**Your objective:** Which lines of the entries contain the string "EnvFilter"? Copy each of them.

-------- Data provided

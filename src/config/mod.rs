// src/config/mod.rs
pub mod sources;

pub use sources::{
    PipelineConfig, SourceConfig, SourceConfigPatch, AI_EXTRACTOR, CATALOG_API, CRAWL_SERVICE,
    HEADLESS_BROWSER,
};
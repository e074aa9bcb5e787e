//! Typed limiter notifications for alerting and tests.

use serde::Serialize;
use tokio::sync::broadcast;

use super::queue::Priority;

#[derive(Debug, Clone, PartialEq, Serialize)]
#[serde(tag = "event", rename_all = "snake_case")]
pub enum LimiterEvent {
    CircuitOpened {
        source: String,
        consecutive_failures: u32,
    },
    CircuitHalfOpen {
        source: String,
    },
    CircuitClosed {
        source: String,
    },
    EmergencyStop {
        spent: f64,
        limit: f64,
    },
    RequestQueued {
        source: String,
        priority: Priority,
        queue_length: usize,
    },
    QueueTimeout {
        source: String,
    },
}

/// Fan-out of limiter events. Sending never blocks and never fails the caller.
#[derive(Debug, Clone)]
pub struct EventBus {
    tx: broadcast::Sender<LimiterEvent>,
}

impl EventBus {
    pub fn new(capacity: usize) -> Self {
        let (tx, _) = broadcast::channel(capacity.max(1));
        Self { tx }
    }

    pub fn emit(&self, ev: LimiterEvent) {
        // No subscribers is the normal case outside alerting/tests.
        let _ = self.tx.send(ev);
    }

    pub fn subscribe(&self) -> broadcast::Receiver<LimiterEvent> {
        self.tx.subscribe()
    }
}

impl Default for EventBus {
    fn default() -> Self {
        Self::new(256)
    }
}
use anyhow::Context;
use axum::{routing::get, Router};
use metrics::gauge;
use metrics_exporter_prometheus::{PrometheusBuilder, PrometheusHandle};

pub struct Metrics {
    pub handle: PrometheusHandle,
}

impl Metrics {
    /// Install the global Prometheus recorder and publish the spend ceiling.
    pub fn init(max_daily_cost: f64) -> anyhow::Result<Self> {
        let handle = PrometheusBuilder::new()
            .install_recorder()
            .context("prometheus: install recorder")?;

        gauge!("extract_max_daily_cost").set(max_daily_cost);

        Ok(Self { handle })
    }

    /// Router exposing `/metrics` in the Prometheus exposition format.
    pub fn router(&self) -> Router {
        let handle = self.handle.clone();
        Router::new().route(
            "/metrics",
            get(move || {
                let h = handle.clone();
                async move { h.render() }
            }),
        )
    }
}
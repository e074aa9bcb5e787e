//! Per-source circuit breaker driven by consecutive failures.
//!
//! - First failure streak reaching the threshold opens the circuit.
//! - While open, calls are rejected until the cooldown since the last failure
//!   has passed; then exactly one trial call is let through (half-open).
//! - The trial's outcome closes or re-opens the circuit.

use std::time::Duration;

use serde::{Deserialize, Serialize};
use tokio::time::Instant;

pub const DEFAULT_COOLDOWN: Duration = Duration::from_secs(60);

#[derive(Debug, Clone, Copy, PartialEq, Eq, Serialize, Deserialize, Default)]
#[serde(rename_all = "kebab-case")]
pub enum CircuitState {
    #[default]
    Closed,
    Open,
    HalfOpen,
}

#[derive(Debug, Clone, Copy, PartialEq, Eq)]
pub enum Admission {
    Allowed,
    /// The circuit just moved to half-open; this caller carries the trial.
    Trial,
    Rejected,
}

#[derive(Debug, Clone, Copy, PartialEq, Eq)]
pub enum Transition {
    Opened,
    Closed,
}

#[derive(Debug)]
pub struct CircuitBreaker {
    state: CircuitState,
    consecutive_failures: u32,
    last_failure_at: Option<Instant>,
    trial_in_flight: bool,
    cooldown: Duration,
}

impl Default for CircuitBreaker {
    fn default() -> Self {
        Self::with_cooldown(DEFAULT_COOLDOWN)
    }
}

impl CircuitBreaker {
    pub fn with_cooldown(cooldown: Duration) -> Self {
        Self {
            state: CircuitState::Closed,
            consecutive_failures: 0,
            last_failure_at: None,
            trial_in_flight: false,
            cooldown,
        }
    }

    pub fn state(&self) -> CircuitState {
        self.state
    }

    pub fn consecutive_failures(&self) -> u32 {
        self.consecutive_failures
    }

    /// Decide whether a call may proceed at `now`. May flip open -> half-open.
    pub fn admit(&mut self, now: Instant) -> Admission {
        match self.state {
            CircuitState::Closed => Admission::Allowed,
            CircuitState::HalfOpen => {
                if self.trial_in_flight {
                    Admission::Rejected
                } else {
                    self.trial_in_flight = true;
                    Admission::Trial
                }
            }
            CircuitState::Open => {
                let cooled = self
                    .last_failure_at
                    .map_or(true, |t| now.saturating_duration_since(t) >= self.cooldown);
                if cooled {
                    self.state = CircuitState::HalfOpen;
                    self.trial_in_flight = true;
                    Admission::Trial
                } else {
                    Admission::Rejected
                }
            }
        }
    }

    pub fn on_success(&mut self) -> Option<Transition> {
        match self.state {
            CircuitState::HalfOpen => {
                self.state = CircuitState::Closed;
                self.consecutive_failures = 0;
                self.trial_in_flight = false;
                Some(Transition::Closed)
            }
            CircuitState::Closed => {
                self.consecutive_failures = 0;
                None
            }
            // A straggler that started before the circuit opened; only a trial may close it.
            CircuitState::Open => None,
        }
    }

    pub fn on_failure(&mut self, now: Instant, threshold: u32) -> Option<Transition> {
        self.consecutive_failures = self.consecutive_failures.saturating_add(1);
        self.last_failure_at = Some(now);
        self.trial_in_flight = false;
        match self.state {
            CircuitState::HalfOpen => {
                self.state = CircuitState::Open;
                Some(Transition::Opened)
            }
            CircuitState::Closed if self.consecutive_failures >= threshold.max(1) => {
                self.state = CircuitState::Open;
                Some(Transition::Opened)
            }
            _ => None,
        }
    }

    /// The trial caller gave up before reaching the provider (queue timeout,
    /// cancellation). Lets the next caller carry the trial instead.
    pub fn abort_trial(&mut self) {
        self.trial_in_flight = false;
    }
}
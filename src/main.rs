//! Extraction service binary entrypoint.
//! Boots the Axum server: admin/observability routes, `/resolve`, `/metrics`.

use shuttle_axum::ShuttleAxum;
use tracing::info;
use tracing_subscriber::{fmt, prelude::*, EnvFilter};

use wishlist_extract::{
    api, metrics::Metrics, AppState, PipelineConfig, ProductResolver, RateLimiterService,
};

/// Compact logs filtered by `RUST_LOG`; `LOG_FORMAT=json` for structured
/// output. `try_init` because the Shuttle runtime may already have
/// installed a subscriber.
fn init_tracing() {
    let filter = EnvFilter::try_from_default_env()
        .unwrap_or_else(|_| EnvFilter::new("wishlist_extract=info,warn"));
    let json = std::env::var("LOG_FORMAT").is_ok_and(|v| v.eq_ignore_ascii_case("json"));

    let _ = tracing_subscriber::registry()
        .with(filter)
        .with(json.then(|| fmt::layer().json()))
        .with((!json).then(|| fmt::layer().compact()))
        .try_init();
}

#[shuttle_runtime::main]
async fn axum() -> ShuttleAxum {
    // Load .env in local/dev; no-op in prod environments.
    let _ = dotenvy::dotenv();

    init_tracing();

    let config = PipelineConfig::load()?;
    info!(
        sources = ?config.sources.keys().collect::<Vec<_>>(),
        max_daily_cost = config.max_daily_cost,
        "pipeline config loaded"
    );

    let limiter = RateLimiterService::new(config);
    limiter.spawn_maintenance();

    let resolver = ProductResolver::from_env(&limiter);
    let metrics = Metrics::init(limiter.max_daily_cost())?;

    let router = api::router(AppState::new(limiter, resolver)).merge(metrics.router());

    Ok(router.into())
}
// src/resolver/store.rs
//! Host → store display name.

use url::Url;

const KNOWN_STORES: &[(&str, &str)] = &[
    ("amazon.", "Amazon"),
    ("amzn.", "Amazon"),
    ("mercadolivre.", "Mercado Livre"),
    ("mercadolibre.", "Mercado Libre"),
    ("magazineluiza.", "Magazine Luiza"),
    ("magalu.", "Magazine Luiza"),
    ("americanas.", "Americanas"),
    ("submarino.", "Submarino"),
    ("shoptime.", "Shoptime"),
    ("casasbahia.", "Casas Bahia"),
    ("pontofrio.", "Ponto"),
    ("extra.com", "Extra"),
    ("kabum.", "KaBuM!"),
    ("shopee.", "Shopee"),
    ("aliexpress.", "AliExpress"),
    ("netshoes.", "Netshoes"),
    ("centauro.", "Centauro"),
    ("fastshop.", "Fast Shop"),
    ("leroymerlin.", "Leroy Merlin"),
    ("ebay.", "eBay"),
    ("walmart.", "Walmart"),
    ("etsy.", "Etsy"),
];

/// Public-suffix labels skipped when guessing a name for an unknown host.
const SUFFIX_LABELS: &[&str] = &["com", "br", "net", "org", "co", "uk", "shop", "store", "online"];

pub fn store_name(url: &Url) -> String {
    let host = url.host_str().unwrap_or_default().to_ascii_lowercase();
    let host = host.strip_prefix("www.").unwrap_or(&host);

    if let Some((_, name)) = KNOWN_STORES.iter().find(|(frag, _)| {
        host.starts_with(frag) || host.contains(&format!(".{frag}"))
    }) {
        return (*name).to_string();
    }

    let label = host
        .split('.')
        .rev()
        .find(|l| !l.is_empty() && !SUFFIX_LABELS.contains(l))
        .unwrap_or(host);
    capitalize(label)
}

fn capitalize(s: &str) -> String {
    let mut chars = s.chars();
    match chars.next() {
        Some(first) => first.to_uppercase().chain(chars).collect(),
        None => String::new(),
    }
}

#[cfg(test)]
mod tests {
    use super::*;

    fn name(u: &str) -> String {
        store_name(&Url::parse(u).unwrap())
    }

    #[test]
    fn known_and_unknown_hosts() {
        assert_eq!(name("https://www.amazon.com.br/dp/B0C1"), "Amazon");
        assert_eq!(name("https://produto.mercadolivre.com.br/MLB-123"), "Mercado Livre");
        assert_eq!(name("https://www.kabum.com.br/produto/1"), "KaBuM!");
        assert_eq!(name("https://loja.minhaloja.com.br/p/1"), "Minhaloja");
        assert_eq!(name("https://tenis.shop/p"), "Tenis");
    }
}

----------------

**Response to the task:**
use tracing_subscriber::{fmt, prelude::*, EnvFilter};
    let filter = EnvFilter::try_from_default_env()
        .unwrap_or_else(|_| EnvFilter::new("wishlist_extract=info,warn"));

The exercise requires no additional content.